Rompre avec l’héritage de la dictature
Pour beaucoup de jeunes Chiliens, le mouvement étudiant de 2011 représente un premier pas dans la vie politique du pays et une porte d’entrée vers une multitude de questionnements sur l’état de la société et leurs envies de changement. Comme l’explique Sofía Donoso, chercheuse au COES (Centre d’Etudes du Conflit et de la Cohésion Sociale), le sentiment d’un manque de représentativité du gouvernement, des députés et des politiques en général est un phénomène grandissant depuis les années 2000. La jeunesse chilienne ne se reconnait plus dans les partis traditionnels et trouve particulièrement difficile de se contenter du modèle dominant, alors qu’elle est confrontée au chômage, à un système éducatif à deux vitesses et à une précarité grandissante. Elle se distingue en cela de la génération traditionaliste qui a grandi dans les années 1980, et qui tend à mettre la famille et le travail avant la politique. Les défaillances du système néolibéral et individualiste promu par la dictature poussent la jeune génération à perdre confiance dans les principes de consommation excessive, d’achat à crédit et d’endettement promus par le système capitaliste.

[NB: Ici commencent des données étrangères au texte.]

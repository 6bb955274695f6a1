//! # 재료 모델 정의

use serde::{Deserialize, Serialize};

/// 재료 엔티티: `ingredients` 테이블 한 행
///
/// 관리자가 등록하는 불변 참조 데이터입니다.
#[derive(Debug, Clone, PartialEq, Eq, Serialize, Deserialize, sqlx::FromRow)]
pub struct Ingredient {
    pub id: String,
    pub name: String,
    /// 측정 단위 (예: "g", "ml", "pcs")
    pub measurement_unit: String,
}

/// `GET /api/ingredients?name=...` 쿼리 파라미터
#[derive(Debug, Default, Deserialize)]
pub struct IngredientSearch {
    /// 이름에 포함된 문자열 (대소문자 무시)
    pub name: Option<String>,
}

/// 새 재료의 내용: 픽스처 로더가 사용합니다.
#[derive(Debug, Clone, Deserialize)]
pub struct NewIngredient {
    pub name: String,
    pub measurement_unit: String,
}
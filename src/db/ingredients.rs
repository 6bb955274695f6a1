//! # 재료 데이터베이스 쿼리 모듈

use crate::error::AppError;
use crate::models::*;
use sqlx::SqlitePool;

/// 재료 목록을 이름순으로 조회합니다.
///
/// `search`가 있으면 이름에 그 문자열이 들어 있는 재료만 반환합니다.
/// 대소문자는 `name_lower` 컬럼과 소문자로 바꾼 검색어를 비교해 무시하므로
/// 키릴 문자 같은 비ASCII 이름에도 동작합니다.
pub async fn list_ingredients(
    pool: &SqlitePool,
    search: Option<&str>,
) -> Result<Vec<Ingredient>, AppError> {
    let ingredients = match search.filter(|s| !s.is_empty()) {
        Some(search) => {
            sqlx::query_as::<_, Ingredient>(
                r#"
                SELECT id, name, measurement_unit
                FROM ingredients
                WHERE name_lower LIKE ? ESCAPE '\'
                ORDER BY name
                "#,
            )
            .bind(format!("%{}%", escape_like(&search.to_lowercase())))
            .fetch_all(pool)
            .await?
        }
        None => {
            sqlx::query_as::<_, Ingredient>(
                "SELECT id, name, measurement_unit FROM ingredients ORDER BY name",
            )
            .fetch_all(pool)
            .await?
        }
    };

    Ok(ingredients)
}

pub async fn get_ingredient(pool: &SqlitePool, id: &str) -> Result<Option<Ingredient>, AppError> {
    let ingredient = sqlx::query_as::<_, Ingredient>(
        "SELECT id, name, measurement_unit FROM ingredients WHERE id = ?",
    )
    .bind(id)
    .fetch_optional(pool)
    .await?;

    Ok(ingredient)
}

pub async fn create_ingredient(
    pool: &SqlitePool,
    new_ingredient: &NewIngredient,
) -> Result<Ingredient, AppError> {
    let id = uuid::Uuid::now_v7().to_string();

    sqlx::query(
        "INSERT INTO ingredients (id, name, name_lower, measurement_unit) VALUES (?, ?, ?, ?)",
    )
    .bind(&id)
    .bind(&new_ingredient.name)
    .bind(new_ingredient.name.to_lowercase())
    .bind(&new_ingredient.measurement_unit)
    .execute(pool)
    .await?;

    get_ingredient(pool, &id)
        .await?
        .ok_or(AppError::Internal("Failed to retrieve created ingredient".to_string()))
}

pub async fn count_ingredients(pool: &SqlitePool) -> Result<i64, AppError> {
    let (count,) = sqlx::query_as::<_, (i64,)>("SELECT COUNT(*) FROM ingredients")
        .fetch_one(pool)
        .await?;
    Ok(count)
}

/// LIKE 패턴의 와일드카드(`%`, `_`)와 이스케이프 문자를 문자 그대로 취급하게 만듭니다.
fn escape_like(input: &str) -> String {
    let mut escaped = String::with_capacity(input.len());
    for c in input.chars() {
        if matches!(c, '%' | '_' | '\\') {
            escaped.push('\\');
        }
        escaped.push(c);
    }
    escaped
}

#[cfg(test)]
mod tests {
    use super::escape_like;

    #[test]
    fn like_wildcards_are_escaped() {
        assert_eq!(escape_like("sug"), "sug");
        assert_eq!(escape_like("50%_off"), "50\\%\\_off");
    }
}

Cette différence brutale de mode de vie, causée par une précarité toujours croissante, marque particulièrement les jeunes et nourrit leurs ressentiments. “Le système est de plus en plus violent. J’ai toujours ressenti beaucoup de colère contre ce système qui nous a tant promis quand nous étions enfants, alors qu’il tue et torture des gens pour perdurer”, explique Eduardo, revenant ainsi sur les profondes traces laissées par la dictature dans la société chilienne du XXIème siècle. Car les marches de 2011 participent, à leur façon, à une remise en cause du roman national promu par le régime de Pinochet et ses défenseurs depuis des décennies.

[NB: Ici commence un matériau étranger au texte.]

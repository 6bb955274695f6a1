use crate::{db, error::AppError, models::*, routes::AppState};
use axum::{
    extract::{Path, Query, State},
    Json,
};

/// `GET /api/ingredients?name=<text>`: unpaginated, ordered by name.
pub async fn list_ingredients(
    State(state): State<AppState>,
    Query(search): Query<IngredientSearch>,
) -> Result<Json<Vec<Ingredient>>, AppError> {
    let ingredients = db::list_ingredients(&state.pool, search.name.as_deref()).await?;
    Ok(Json(ingredients))
}

pub async fn get_ingredient(
    State(state): State<AppState>,
    Path(id): Path<String>,
) -> Result<Json<Ingredient>, AppError> {
    let ingredient = db::get_ingredient(&state.pool, &id)
        .await?
        .ok_or(AppError::NotFound)?;
    Ok(Json(ingredient))
}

“Le discours qui prône qu’Allende était mauvais et qu’il fallait tuer les communistes, c’est peut-être encore suffisant pour la droite radicale, mais ça ne l’est plus pour 80 % des Chiliens. Il faut cependant continuer à combattre cette droite, à la disséquer, la démanteler et la désarmer, pour toutes les personnes qui manifestent dans le rue” ajoute Eduardo. Car la société chilienne reste polarisée, notamment sur la question des années Pinochet et de l’impunité des anciens “fonctionnaires de la dictature”, toujours populaires dans une partie de la population, et qui parviennent encore à occuper le devant de la scène, comme l’a fait José Antonio Kast lors de l’élection présidentielle ou Jorge Arancibia Reyes, ancien aide de camp de Pinochet et membre de la commission pour les droits de l’homme de la nouvelle constitution.
Mais le mouvement de 2011 arrive certainement trop tôt, et une partie de la population n’est pas prête à faire valoir dans les urnes les demandes de la rue. Malgré la longueur et la ténacité des manifestants et quelques concessions du gouvernement, l’espoir finit par s’étioler. “On avait tous l’espoir de changer le système éducatif chilien à ce moment-là… Mais ça n’est pas arrivé » raconte Eduardo, avant d’ajouter qu’il est « parti du Chili le cœur brisé par la politique”.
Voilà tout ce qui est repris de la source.